Segundo João Ignácio Pires Lucas, professor de ciência política da Universidade de Caxias do Sul, as enchentes expuseram a fragilidade da infraestrutura e a falta de preparo do poder público para lidar com desastres naturais.
“O Rio Grande do Sul precisa repensar a maneira como se organiza. As enchentes não são eventos isolados. Elas são um reflexo de um sistema falho, tanto no planejamento urbano quanto na gestão ambiental”, afirma. Para ele, é essencial que haja uma mobilização coletiva para a reconstrução, envolvendo não apenas as autoridades, mas também a sociedade civil.

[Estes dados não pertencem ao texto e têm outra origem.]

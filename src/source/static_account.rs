//! Account reader over a fixed set of accounts.

use std::collections::HashMap;
use std::path::Path;
use std::sync::{PoisonError, RwLock};

use super::{AccountReadError, AccountReader};
use crate::domain::PairAccount;

/// [`AccountReader`] answering from an in-process map.
///
/// Used in tests and for offline replays where account data was exported
/// alongside the event log.
#[derive(Debug, Default)]
pub struct StaticAccountReader {
    accounts: RwLock<HashMap<String, PairAccount>>,
}

impl StaticAccountReader {
    /// Creates an empty reader.
    #[must_use]
    pub fn new() -> Self {
        Self::default()
    }

    /// Loads a JSON object mapping pair keys to accounts.
    ///
    /// # Errors
    ///
    /// Returns [`AccountReadError::Malformed`] if the file cannot be read
    /// or decoded.
    pub async fn from_file(path: &Path) -> Result<Self, AccountReadError> {
        let bytes = tokio::fs::read(path)
            .await
            .map_err(|e| AccountReadError::Malformed(format!("{}: {e}", path.display())))?;
        let accounts: HashMap<String, PairAccount> = serde_json::from_slice(&bytes)
            .map_err(|e| AccountReadError::Malformed(format!("{}: {e}", path.display())))?;
        Ok(Self {
            accounts: RwLock::new(accounts),
        })
    }

    /// Registers or replaces an account.
    pub fn insert(&self, pair_key: &str, account: PairAccount) {
        self.accounts
            .write()
            .unwrap_or_else(PoisonError::into_inner)
            .insert(pair_key.to_string(), account);
    }
}

#[async_trait::async_trait]
impl AccountReader for StaticAccountReader {
    async fn fetch_pair_account(&self, pair_key: &str) -> Result<PairAccount, AccountReadError> {
        self.accounts
            .read()
            .unwrap_or_else(PoisonError::into_inner)
            .get(pair_key)
            .cloned()
            .ok_or_else(|| AccountReadError::NotFound(pair_key.to_string()))
    }
}

#[cfg(test)]
#[allow(clippy::panic)]
mod tests {
    use super::*;

    #[tokio::test]
    async fn returns_registered_account() {
        let reader = StaticAccountReader::new();
        reader.insert(
            "pair-1",
            PairAccount {
                ticker: "ATT".to_string(),
                ..PairAccount::default()
            },
        );
        let Ok(account) = reader.fetch_pair_account("pair-1").await else {
            panic!("expected account");
        };
        assert_eq!(account.ticker, "ATT");
        assert_eq!(
            reader.fetch_pair_account("pair-2").await,
            Err(AccountReadError::NotFound("pair-2".to_string()))
        );
    }

    #[tokio::test]
    async fn loads_accounts_from_json_file() {
        let Ok(tmp) = tempfile::tempdir() else {
            panic!("tempdir");
        };
        let path = tmp.path().join("accounts.json");
        let body = r#"{"pair-1": {"name": "Attention", "ticker": "ATT", "requestConfigs": [{"price": 5, "description": "slot"}]}}"#;
        assert!(std::fs::write(&path, body).is_ok());

        let Ok(reader) = StaticAccountReader::from_file(&path).await else {
            panic!("load failed");
        };
        let Ok(account) = reader.fetch_pair_account("pair-1").await else {
            panic!("expected account");
        };
        assert_eq!(account.request_configs.len(), 1);
        assert_eq!(account.website, "");
    }
}
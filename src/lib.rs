//! # flake-indexer
//!
//! Event-projection indexer and read API for a bonding-curve attention
//! exchange.
//!
//! Ledger events (pair creation, swaps, ad-slot requests and their
//! resolutions) are projected into three persisted views, and a REST API
//! serves paginated slices of them. Prices come from a linear bonding
//! curve; every swap is committed together with its pair update.
//!
//! ## Architecture
//!
//! ```text
//! Event source (HTTP intake, JSONL replay)
//!     │
//!     ├── Projector (pipeline/): reorder → dispatch → retry / dead-letter
//!     │
//!     ├── ProjectionEngine (projection/) ── AccountReader (source/)
//!     │         │
//!     │         └── BondingCurve (domain/)
//!     │
//!     ├── ViewStore (store/): file, PostgreSQL, in-memory
//!     │
//!     ├── QueryService (service/)
//!     │
//!     └── REST handlers (api/)
//! ```

pub mod api;
pub mod app_state;
pub mod config;
pub mod domain;
pub mod error;
pub mod pipeline;
pub mod projection;
pub mod service;
pub mod source;
pub mod store;
//! Event intake DTOs.

use serde::{Deserialize, Serialize};
use utoipa::ToSchema;

use crate::domain::EventEnvelope;

/// One ledger event as posted by the event source.
#[derive(Debug, Clone, Deserialize, ToSchema)]
#[serde(rename_all = "camelCase")]
pub struct EventEnvelopeDto {
    /// Event kind, e.g. `SwapExecuted`.
    pub kind: String,
    /// Kind-specific payload.
    #[schema(value_type = Object)]
    pub payload: serde_json::Value,
    /// Ledger slot.
    pub slot: u64,
    /// Index within the slot.
    #[serde(default)]
    pub index: u32,
    /// Block time in unix seconds.
    #[serde(default)]
    pub block_time: Option<i64>,
}

/// Request body for `POST /api/v1/events`: one envelope or a batch.
#[derive(Debug, Clone, Deserialize, ToSchema)]
#[serde(untagged)]
pub enum IngestRequest {
    /// A batch, delivered in array order.
    Batch(Vec<EventEnvelopeDto>),
    /// A single envelope.
    Single(EventEnvelopeDto),
}

/// Response body for `POST /api/v1/events` (202 Accepted).
#[derive(Debug, Serialize, ToSchema)]
pub struct IngestResponse {
    /// Envelopes queued for projection.
    pub accepted: usize,
}

impl From<EventEnvelopeDto> for EventEnvelope {
    fn from(dto: EventEnvelopeDto) -> Self {
        Self {
            kind: dto.kind,
            payload: dto.payload,
            slot: dto.slot,
            index: dto.index,
            block_time: dto.block_time,
        }
    }
}

impl IngestRequest {
    /// Envelopes in delivery order.
    #[must_use]
    pub fn into_envelopes(self) -> Vec<EventEnvelope> {
        match self {
            Self::Batch(batch) => batch.into_iter().map(Into::into).collect(),
            Self::Single(one) => vec![one.into()],
        }
    }
}
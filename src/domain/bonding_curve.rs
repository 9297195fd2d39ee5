//! Linear bonding-curve pricer.
//!
//! [`BondingCurve`] maps circulating supply to a spot price by linear
//! interpolation between a floor and a ceiling price. It holds no state
//! beyond its parameters and is safe to share across tasks by value.

use serde::{Deserialize, Serialize};

/// Default floor price (lamports per whole token) at zero supply.
pub const DEFAULT_PMIN: f64 = 40_000.0;

/// Default ceiling price reached at [`DEFAULT_SMAX`].
pub const DEFAULT_PMAX: f64 = 100_000_000.0;

/// Default supply cap at which the curve reaches its ceiling.
pub const DEFAULT_SMAX: f64 = 10_000_000_000_000_000.0;

/// Default lamports-per-SOL normalisation for market capitalisation.
pub const DEFAULT_SCALE_FACTOR: f64 = 1_000_000_000.0;

/// Parameters of the linear bonding curve.
///
/// `price(s) = pmin + (pmax - pmin) * (s / smax)`.
///
/// Supply outside `[0, smax]` is not clamped: the curve extrapolates
/// linearly and callers decide what an out-of-range supply means.
#[derive(Debug, Clone, Copy, PartialEq, Serialize, Deserialize)]
pub struct BondingCurve {
    /// Price at zero supply.
    pub pmin: f64,
    /// Price at `smax` supply.
    pub pmax: f64,
    /// Supply at which the curve reaches `pmax`.
    pub smax: f64,
    /// Divisor converting `price * supply` into whole collateral units.
    pub scale_factor: f64,
}

impl BondingCurve {
    /// Creates a curve with explicit parameters.
    #[must_use]
    pub const fn new(pmin: f64, pmax: f64, smax: f64, scale_factor: f64) -> Self {
        Self {
            pmin,
            pmax,
            smax,
            scale_factor,
        }
    }

    /// Spot price at the given circulating supply.
    #[must_use]
    #[allow(clippy::cast_precision_loss)]
    pub fn price(&self, supply: i128) -> f64 {
        if self.smax == 0.0 {
            return self.pmin;
        }
        self.pmin + (self.pmax - self.pmin) * (supply as f64 / self.smax)
    }

    /// Market capitalisation in whole collateral units.
    #[must_use]
    #[allow(clippy::cast_precision_loss)]
    pub fn market_cap(&self, price: f64, supply: i128) -> f64 {
        if self.scale_factor == 0.0 {
            return 0.0;
        }
        price * supply as f64 / self.scale_factor
    }

    /// Returns `true` when `supply` lies inside `[0, smax]`.
    #[must_use]
    #[allow(clippy::cast_precision_loss)]
    pub fn in_range(&self, supply: i128) -> bool {
        supply >= 0 && supply as f64 <= self.smax
    }
}

impl Default for BondingCurve {
    fn default() -> Self {
        Self::new(DEFAULT_PMIN, DEFAULT_PMAX, DEFAULT_SMAX, DEFAULT_SCALE_FACTOR)
    }
}

#[cfg(test)]
#[allow(clippy::panic)]
mod tests {
    use super::*;
    use proptest::prelude::*;

    #[test]
    fn price_at_zero_is_floor() {
        let curve = BondingCurve::default();
        assert_eq!(curve.price(0), DEFAULT_PMIN);
    }

    #[test]
    fn price_at_cap_is_ceiling() {
        let curve = BondingCurve::default();
        assert_eq!(curve.price(10_000_000_000_000_000), DEFAULT_PMAX);
    }

    #[test]
    fn small_buy_moves_price_by_fraction() {
        let curve = BondingCurve::default();
        let price = curve.price(500_000);
        let expected = 40_000.0 + (100_000_000.0 - 40_000.0) * (500_000.0 / 1e16);
        assert!((price - expected).abs() < 1e-9);
        assert!(price > DEFAULT_PMIN);
        assert!((price - 40_000.004_998).abs() < 1e-6);
    }

    #[test]
    fn negative_supply_extrapolates_below_floor() {
        let curve = BondingCurve::default();
        assert!(curve.price(-1_000_000_000_000) < DEFAULT_PMIN);
        assert!(!curve.in_range(-1));
    }

    #[test]
    fn market_cap_scales_to_whole_units() {
        let curve = BondingCurve::new(10.0, 10.0, 1.0e6, 1_000.0);
        assert_eq!(curve.market_cap(curve.price(500), 500), 5.0);
        assert_eq!(curve.market_cap(curve.price(0), 0), 0.0);
    }

    #[test]
    fn degenerate_parameters_do_not_divide_by_zero() {
        let curve = BondingCurve::new(1.0, 2.0, 0.0, 0.0);
        assert_eq!(curve.price(100), 1.0);
        assert_eq!(curve.market_cap(1.0, 100), 0.0);
    }

    proptest! {
        #[test]
        fn price_is_monotonic_within_range(a in 0i128..=10_000_000_000_000_000, b in 0i128..=10_000_000_000_000_000) {
            let curve = BondingCurve::default();
            let (lo, hi) = if a <= b { (a, b) } else { (b, a) };
            prop_assert!(curve.price(lo) <= curve.price(hi));
        }

        #[test]
        fn price_stays_between_floor_and_ceiling(s in 0i128..=10_000_000_000_000_000) {
            let curve = BondingCurve::default();
            let p = curve.price(s);
            prop_assert!(p >= DEFAULT_PMIN && p <= DEFAULT_PMAX);
        }
    }
}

Lucas aponta a necessidade de maior conscientização sobre os riscos e a responsabilidade compartilhada.
“Estamos em uma situação de corresponsabilidade. As pessoas ocupam áreas de risco, mas também precisam ser mais conscientes do impacto de suas escolhas no meio ambiente.”

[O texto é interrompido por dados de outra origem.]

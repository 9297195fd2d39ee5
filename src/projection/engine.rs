//! Projection engine: applies ledger events to the view collections.

use std::sync::Arc;
use std::time::Duration;

use chrono::{DateTime, Utc};
use tokio::sync::Mutex;

use super::error::{Outcome, ProjectionError, SkipReason};
use crate::domain::{
    AdRequest, BondingCurve, EventEnvelope, EventKind, EventPosition, LedgerEvent, Pair,
    PairAccount, PairCreated, RequestResolved, RequestStatus, RequestSubmitted, Swap,
    SwapExecuted, Transition,
};
use crate::source::{AccountReadError, AccountReader};
use crate::store::{StoreError, ViewBatch, Views};

/// Static settings of the engine.
#[derive(Debug, Clone)]
pub struct EngineSettings {
    /// Pricing curve.
    pub curve: BondingCurve,
    /// Symbol of the collateral leg in swap records (e.g. `"SOL"`).
    pub collateral_symbol: String,
    /// Upper bound on a single account read.
    pub io_timeout: Duration,
}

impl Default for EngineSettings {
    fn default() -> Self {
        Self {
            curve: BondingCurve::default(),
            collateral_symbol: "SOL".to_string(),
            io_timeout: Duration::from_secs(5),
        }
    }
}

/// One mutex per collection.
///
/// Handlers take the locks they need in `pairs → swaps → requests`
/// order and hold them across the whole load-modify-commit cycle.
#[derive(Debug, Default)]
struct CollectionLocks {
    pairs: Mutex<()>,
    swaps: Mutex<()>,
    requests: Mutex<()>,
}

/// Turns ledger events into committed view mutations.
///
/// Cheap to clone; clones share the same locks, so concurrent
/// [`dispatch`](Self::dispatch) calls on any clone never lose updates.
#[derive(Debug, Clone)]
pub struct ProjectionEngine {
    views: Views,
    accounts: Arc<dyn AccountReader>,
    settings: EngineSettings,
    locks: Arc<CollectionLocks>,
}
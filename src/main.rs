//! flake-indexer server entry point.
//!
//! Opens the view store, starts the projector, optionally replays an
//! event file, and serves the REST API until Ctrl-C.

use std::sync::Arc;

use anyhow::Context;
use tokio::sync::{mpsc, watch};
use tracing_subscriber::EnvFilter;

use flake_indexer::api;
use flake_indexer::app_state::AppState;
use flake_indexer::config::{IndexerConfig, LogFormat, StoreBackend};
use flake_indexer::pipeline::{DeadLetterLog, Projector};
use flake_indexer::projection::ProjectionEngine;
use flake_indexer::service::QueryService;
use flake_indexer::source::{
    AccountReader, HttpAccountReader, StaticAccountReader, replay_file,
};
use flake_indexer::store::{
    FileViewStore, InMemoryViewStore, PostgresViewStore, ViewStore, Views,
};

#[tokio::main]
async fn main() -> anyhow::Result<()> {
    // Load configuration
    let config = IndexerConfig::from_env()
        .map_err(|e| anyhow::anyhow!(e))
        .context("invalid configuration")?;

    // Initialize tracing
    init_tracing(config.log_format);
    tracing::info!(addr = %config.listen_addr, backend = ?config.store_backend, "starting flake-indexer");

    // Build storage layer
    let store = open_store(&config).await?;
    let views = Views::new(store, config.io_timeout);

    // Build projection layer
    let accounts = account_reader(&config).await?;
    let engine = ProjectionEngine::new(views.clone(), accounts, config.engine_settings());
    let dead_letters = DeadLetterLog::in_dir(&config.data_dir);
    let projector = Projector::new(engine, dead_letters, config.projector_settings());

    let (ingest, events) = mpsc::channel(config.event_queue_capacity.max(1));
    let (shutdown_tx, shutdown_rx) = watch::channel(false);
    let projector_task = tokio::spawn(projector.run(events, shutdown_rx));

    if let Some(path) = config.event_replay_file.clone() {
        let sink = ingest.clone();
        tokio::spawn(async move {
            if let Err(e) = replay_file(&path, &sink).await {
                tracing::error!(path = %path.display(), error = %e, "event replay failed");
            }
        });
    }

    // Build application state
    let app_state = AppState {
        query_service: Arc::new(QueryService::new(views)),
        ingest,
    };

    // Build router
    let app = api::build_app(app_state, config.request_timeout);

    // Start server
    let listener = tokio::net::TcpListener::bind(config.listen_addr)
        .await
        .with_context(|| format!("failed to bind {}", config.listen_addr))?;
    tracing::info!(addr = %config.listen_addr, "server listening");

    axum::serve(listener, app)
        .with_graceful_shutdown(async {
            if let Err(e) = tokio::signal::ctrl_c().await {
                tracing::error!(error = %e, "failed to listen for shutdown signal");
            }
            tracing::info!("shutdown requested");
        })
        .await?;

    // Stop intake and let the projector flush
    let _ = shutdown_tx.send(true);
    let stats = projector_task.await.context("projector task panicked")?;
    tracing::info!(applied = stats.applied, dead_lettered = stats.dead_lettered, "flake-indexer stopped");

    Ok(())
}

fn init_tracing(format: LogFormat) {
    let filter = EnvFilter::try_from_default_env().unwrap_or_else(|_| EnvFilter::new("info"));
    match format {
        LogFormat::Json => tracing_subscriber::fmt()
            .json()
            .with_env_filter(filter)
            .init(),
        LogFormat::Pretty => tracing_subscriber::fmt().with_env_filter(filter).init(),
    }
}

async fn open_store(config: &IndexerConfig) -> anyhow::Result<Arc<dyn ViewStore>> {
    let store: Arc<dyn ViewStore> = match config.store_backend {
        StoreBackend::File => Arc::new(
            FileViewStore::open(config.data_dir.join("views"))
                .await
                .context("failed to open file view store")?,
        ),
        StoreBackend::Postgres => Arc::new(
            PostgresViewStore::connect(&config.postgres_settings())
                .await
                .context("failed to connect postgres view store")?,
        ),
        StoreBackend::Memory => {
            tracing::warn!("in-memory view store: views are lost on restart");
            Arc::new(InMemoryViewStore::new())
        }
    };
    Ok(store)
}

async fn account_reader(config: &IndexerConfig) -> anyhow::Result<Arc<dyn AccountReader>> {
    if let Some(url) = &config.account_rpc_url {
        let reader = HttpAccountReader::new(url, config.io_timeout)
            .context("failed to build account RPC client")?;
        tracing::info!(url = %url, "reading pair accounts over HTTP");
        return Ok(Arc::new(reader));
    }
    if let Some(path) = &config.accounts_file {
        let reader = StaticAccountReader::from_file(path)
            .await
            .with_context(|| format!("failed to load accounts from {}", path.display()))?;
        tracing::info!(path = %path.display(), "reading pair accounts from file");
        return Ok(Arc::new(reader));
    }
    tracing::warn!("no ACCOUNT_RPC_URL or ACCOUNTS_FILE; pair creations will be deferred");
    Ok(Arc::new(StaticAccountReader::new()))
}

A Enchente e as Mudanças Climáticas: Um Fenômeno Global
O debate sobre a relação entre desastres naturais e mudanças climáticas ganha relevância nesse contexto. O ambientalista Juliano Rodrigues Gimenez, professor da Universidade de Caxias do Sul, destaca que as enchentes de 2024 não são um fenômeno isolado, mas sim resultado de uma série de fatores que envolvem tanto a ação humana quanto as mudanças climáticas.

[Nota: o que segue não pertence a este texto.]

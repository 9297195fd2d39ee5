//! Pair view record: one bonding-curve market.

use chrono::{DateTime, Utc};
use serde::{Deserialize, Serialize};

use super::bonding_curve::BondingCurve;
use super::event::{EventPosition, PairCreated, SwapExecuted};

/// One configured ad-slot tier of a pair.
#[derive(Debug, Clone, PartialEq, Eq, Serialize, Deserialize)]
#[serde(rename_all = "camelCase")]
pub struct RequestConfig {
    /// Price of the slot in collateral base units.
    pub price: u64,
    /// Creator-supplied description of the slot.
    pub description: String,
}

/// On-chain pair account fields read at creation time.
#[derive(Debug, Clone, Default, PartialEq, Eq, Serialize, Deserialize)]
#[serde(rename_all = "camelCase", default)]
pub struct PairAccount {
    /// Creator wallet.
    pub creator: String,
    /// Attention token mint.
    pub attention_token: String,
    /// Display name.
    pub name: String,
    /// Ticker symbol.
    pub ticker: String,
    /// Free-form description.
    pub description: String,
    /// Token image URL.
    pub token_image: String,
    /// Twitter handle or URL.
    pub twitter: String,
    /// Telegram URL.
    pub telegram: String,
    /// Website URL.
    pub website: String,
    /// Ordered ad-slot tiers.
    pub request_configs: Vec<RequestConfig>,
}

/// Materialised state of one pair.
///
/// Identity and metadata are fixed at creation. The accumulators are
/// mutated only through [`Pair::apply_swap`], which also recomputes
/// `price` and `market_cap` so they never drift from `supply`.
#[derive(Debug, Clone, PartialEq, Serialize, Deserialize)]
#[serde(rename_all = "camelCase")]
pub struct Pair {
    /// Factory creation sequence number.
    pub pair_id: u64,
    /// Pair account address.
    pub pair_key: String,
    /// Creator wallet.
    pub creator: String,
    /// Attention token mint.
    pub attention_token: String,
    /// Base price configured at creation.
    pub base_price: u64,
    /// Display name.
    pub name: String,
    /// Ticker symbol.
    pub ticker: String,
    /// Free-form description.
    pub description: String,
    /// Token image URL.
    pub token_image: String,
    /// Twitter handle or URL.
    pub twitter: String,
    /// Telegram URL.
    pub telegram: String,
    /// Website URL.
    pub website: String,
    /// Ordered ad-slot tiers.
    pub request_configs: Vec<RequestConfig>,
    /// Net circulating units: bought out minus sold in.
    pub supply: i128,
    /// Net collateral held by the pair.
    pub liquidity: i128,
    /// Gross collateral traded.
    pub volume: u128,
    /// Number of buys applied.
    pub buys: u64,
    /// Number of sells applied.
    pub sells: u64,
    /// Spot price at the current supply.
    pub price: f64,
    /// Market capitalisation at the current price.
    pub market_cap: f64,
    /// Position of the last applied swap.
    #[serde(default, skip_serializing_if = "Option::is_none")]
    pub last_position: Option<EventPosition>,
    /// Slot of the creation event.
    pub created_slot: u64,
    /// Creation timestamp.
    pub created_at: DateTime<Utc>,
    /// Timestamp of the last mutation.
    pub updated_at: DateTime<Utc>,
}

/// Before/after snapshot produced by one swap application.
#[derive(Debug, Clone, Copy, PartialEq)]
pub struct SwapEffect {
    /// Supply before the swap.
    pub supply_before: i128,
    /// Supply after the swap.
    pub supply_after: i128,
    /// Curve price at `supply_before`.
    pub start_price: f64,
    /// Curve price at `supply_after`.
    pub end_price: f64,
}

impl Pair {
    /// Builds a fresh pair from its creation event and account data.
    ///
    /// All accumulators start at zero and `price` is the curve floor.
    /// The event's `creator` wins over the account's if both are set.
    #[must_use]
    pub fn from_creation(
        event: &PairCreated,
        account: PairAccount,
        curve: &BondingCurve,
        slot: u64,
        created_at: DateTime<Utc>,
    ) -> Self {
        let creator = if event.creator.is_empty() {
            account.creator
        } else {
            event.creator.clone()
        };
        let price = curve.price(0);
        Self {
            pair_id: event.pair_id,
            pair_key: event.pair_key.clone(),
            creator,
            attention_token: account.attention_token,
            base_price: event.base_price,
            name: account.name,
            ticker: account.ticker,
            description: account.description,
            token_image: account.token_image,
            twitter: account.twitter,
            telegram: account.telegram,
            website: account.website,
            request_configs: account.request_configs,
            supply: 0,
            liquidity: 0,
            volume: 0,
            buys: 0,
            sells: 0,
            price,
            market_cap: curve.market_cap(price, 0),
            last_position: None,
            created_slot: slot,
            created_at,
            updated_at: created_at,
        }
    }

    /// Applies a swap to the accumulators and reprices the pair.
    ///
    /// Start and end prices come from the same supply values that are
    /// written back, so the returned effect always brackets the mutation.
    pub fn apply_swap(
        &mut self,
        swap: &SwapExecuted,
        curve: &BondingCurve,
        position: EventPosition,
        at: DateTime<Utc>,
    ) -> SwapEffect {
        let supply_before = self.supply;
        let start_price = curve.price(supply_before);

        let amount_in = i128::from(swap.amount_in);
        let amount_out = i128::from(swap.amount_out);
        if swap.is_buy {
            self.supply = self.supply.saturating_add(amount_out);
            self.liquidity = self.liquidity.saturating_add(amount_in);
            self.volume = self.volume.saturating_add(u128::from(swap.amount_in));
            self.buys = self.buys.saturating_add(1);
        } else {
            self.supply = self.supply.saturating_sub(amount_in);
            self.liquidity = self.liquidity.saturating_sub(amount_out);
            self.volume = self.volume.saturating_add(u128::from(swap.amount_out));
            self.sells = self.sells.saturating_add(1);
        }

        let end_price = curve.price(self.supply);
        self.price = end_price;
        self.market_cap = curve.market_cap(end_price, self.supply);
        self.last_position = Some(position);
        self.updated_at = at;

        SwapEffect {
            supply_before,
            supply_after: self.supply,
            start_price,
            end_price,
        }
    }
}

“O Rio Grande do Sul é uma região onde os impactos dessas mudanças se manifestam com frequência. O aumento da temperatura global e o desmatamento acelerado têm contribuído para eventos como esse”, explica.
Para Gimenez, a reconstrução passa pela criação de “cidades resilientes”, que devem ser projetadas para suportar os efeitos das mudanças climáticas. Isso envolve desde a adoção de políticas públicas de prevenção até a participação ativa da sociedade na criação de soluções sustentáveis.
O Papel da Solidariedade e a Fragilidade das Ações Voluntárias
Se a resposta institucional deixou a desejar, a solidariedade entre os gaúchos foi notável. Milhares de voluntários se mobilizaram, oferecendo apoio material e emocional às vítimas. No entanto, como destaca a advogada e voluntária Fernanda Pimentel, a falta de organização em muitos casos complicou essa ajuda.
“Sem protocolos claros para doações e sem o treinamento adequado para os voluntários, muitas vezes a ajuda se transformou em uma verdadeira confusão”, afirma Pimentel.
A falta de preparo dos próprios voluntários, somada à necessidade de apoio psicológico para lidar com o estresse do trabalho em situações de crise, é um dos pontos mais críticos, segundo a psicóloga Silvana Marcon.
“A ajuda, mesmo que seja bem-intencionada, precisa ser organizada e deve contar com um suporte emocional para aqueles que lidam com o trauma de perto. Precisamos aprender com boas práticas internacionais e garantir que, em futuros desastres, a resposta seja mais eficiente.”
O Futuro: Construindo um Estado mais Preparado
O caminho da reconstrução é longo e cheio de desafios. Para Carolina, Maria Elisabeth e Cláudio, o processo de recuperação emocional e material é apenas o começo. Os especialistas apontam que, além da resposta imediata, é fundamental que o Rio Grande do Sul invista em infraestrutura resiliente e em uma política de prevenção mais robusta. O planejamento urbano deve ser repensado para evitar a ocupação de áreas de risco e, sobretudo, é necessário que a população se conscientize da necessidade de uma mudança comportamental.
Para João Ignácio Pires Lucas, a reconstrução do estado deve ser um esforço coletivo e contínuo, que envolva todos os setores da sociedade.
“As enchentes de 2024 são um alerta. Precisamos olhar para o futuro com mais seriedade e preparar o Rio Grande do Sul para os desafios que virão.”
A solidariedade, como demonstrado pela população afetada, é uma base sólida para a reconstrução. No entanto, como apontam os especialistas, a responsabilidade maior recai sobre as autoridades, que devem garantir que o estado se torne mais preparado e resiliente, para que, no futuro, as tragédias como essa possam ser evitadas ou, pelo menos, mitigadas.